MS: There's no ideal age for an innovator, but it is true that people often allow themselves to become entrenched in their beliefs and rigid over time, which is why we think of innovation as being something youthful. Young people haven't yet been indoctrinated into all the assumptions; they are still forming their beliefs and ideas.

The key is to never become dogmatic, never assume you know all the answers, and never assume that everything you have learned thus far is completely correct. Always be learning, and always challenge assumptions.

YS: Who are some of the modern-day innovators you admire the most today? What makes them outstanding?

MS: I admire Elon Musk because he’s not only brilliant and courageous, but he’s also keenly idealistic. All of his projects are about preserving the Earth and humanity (though not everyone understands that!). I admire Dean Kamen for the same reasons. I admire Jack Ma (who founded Alibaba) because of his creativity, perseverance, and general positive attitude.

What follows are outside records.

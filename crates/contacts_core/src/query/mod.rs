//! Filter expression compiler.
//!
//! # Responsibility
//! - Turn an untrusted filter string into a typed, bounded [`Predicate`].
//! - Reject malformed input, unknown fields and type-mismatched comparisons.
//!
//! # Invariants
//! - Input is interpreted by a fixed grammar only; nothing is evaluated as
//!   host code or forwarded verbatim to storage.
//! - Input length, nesting depth and term count are bounded.
//!
//! # Grammar
//! ```text
//! expr    := and ( ("OR" | "||") and )*
//! and     := unary ( ("AND" | "&&") unary )*
//! unary   := ("NOT" | "!") unary | primary
//! primary := "(" expr ")"
//!          | field op literal
//!          | field "." ("Contains" | "StartsWith" | "EndsWith") "(" string ")"
//! op      := "==" | "=" | "!=" | "<>" | "<" | "<=" | ">" | ">="
//! ```

mod lexer;
mod parser;
pub mod predicate;

use std::error::Error;
use std::fmt::{Display, Formatter};

pub use predicate::{Comparison, Expr, Predicate, SqlFilter, SqlParam, TextField, TextMethod};

/// Maximum accepted expression size in bytes.
pub const MAX_EXPRESSION_LEN: usize = 4096;
/// Maximum nesting of parentheses and `NOT`.
pub const MAX_NESTING_DEPTH: usize = 64;
/// Maximum number of field comparisons in one expression.
pub const MAX_TERMS: usize = 256;

/// Rejected filter expression.
#[derive(Debug, Clone, PartialEq, Eq)]
pub enum CompileError {
    Empty,
    TooLong {
        len: usize,
        max: usize,
    },
    TooDeep {
        max: usize,
    },
    TooManyTerms {
        max: usize,
    },
    UnexpectedChar {
        ch: char,
        offset: usize,
    },
    UnterminatedString {
        offset: usize,
    },
    InvalidEscape {
        ch: char,
        offset: usize,
    },
    InvalidNumber {
        text: String,
        offset: usize,
    },
    UnexpectedToken {
        expected: &'static str,
        found: String,
        offset: usize,
    },
    UnknownField {
        name: String,
        offset: usize,
    },
    UnknownMethod {
        name: String,
        offset: usize,
    },
    TypeMismatch {
        field: &'static str,
        reason: String,
        offset: usize,
    },
}

impl Display for CompileError {
    fn fmt(&self, f: &mut Formatter<'_>) -> std::fmt::Result {
        match self {
            Self::Empty => write!(f, "filter expression is empty"),
            Self::TooLong { len, max } => {
                write!(f, "filter expression is {len} bytes; max is {max}")
            }
            Self::TooDeep { max } => write!(f, "filter expression nests deeper than {max}"),
            Self::TooManyTerms { max } => {
                write!(f, "filter expression has more than {max} comparisons")
            }
            Self::UnexpectedChar { ch, offset } => {
                write!(f, "unexpected character `{ch}` at {offset}")
            }
            Self::UnterminatedString { offset } => {
                write!(f, "unterminated string starting at {offset}")
            }
            Self::InvalidEscape { ch, offset } => {
                write!(f, "invalid escape `\\{ch}` at {offset}")
            }
            Self::InvalidNumber { text, offset } => {
                write!(f, "invalid integer literal `{text}` at {offset}")
            }
            Self::UnexpectedToken {
                expected,
                found,
                offset,
            } => write!(f, "expected {expected} at {offset}, found {found}"),
            Self::UnknownField { name, offset } => {
                write!(f, "unknown field `{name}` at {offset}")
            }
            Self::UnknownMethod { name, offset } => {
                write!(f, "unknown method `{name}` at {offset}")
            }
            Self::TypeMismatch {
                field,
                reason,
                offset,
            } => write!(f, "type mismatch on `{field}` at {offset}: {reason}"),
        }
    }
}

impl Error for CompileError {}

/// Compiles a filter expression into a [`Predicate`].
///
/// # Errors
/// - Blank or oversized input.
/// - Lexical or syntax errors, including trailing input.
/// - Unknown fields or methods.
/// - Relational comparison on a string field, string/integer mismatches.
pub fn compile(expression: &str) -> Result<Predicate, CompileError> {
    if expression.len() > MAX_EXPRESSION_LEN {
        return Err(CompileError::TooLong {
            len: expression.len(),
            max: MAX_EXPRESSION_LEN,
        });
    }
    if expression.trim().is_empty() {
        return Err(CompileError::Empty);
    }

    let tokens = lexer::tokenize(expression)?;
    let root = parser::Parser::new(tokens).parse()?;
    Ok(Predicate::new(expression, root))
}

You have to be optimistic to be a breakthrough innovator -- you have to believe the world can be better and that you can be an agent for change. Jack Ma has this optimism and tenaciousness, even though he experienced a lot of rejection and failure when he was young. We can learn a lot from that.

I admire Oprah Winfrey because she is intelligent and fearless, and built an astonishingly successful business during a period when that was extremely uncommon for women, and especially uncommon for African-American women.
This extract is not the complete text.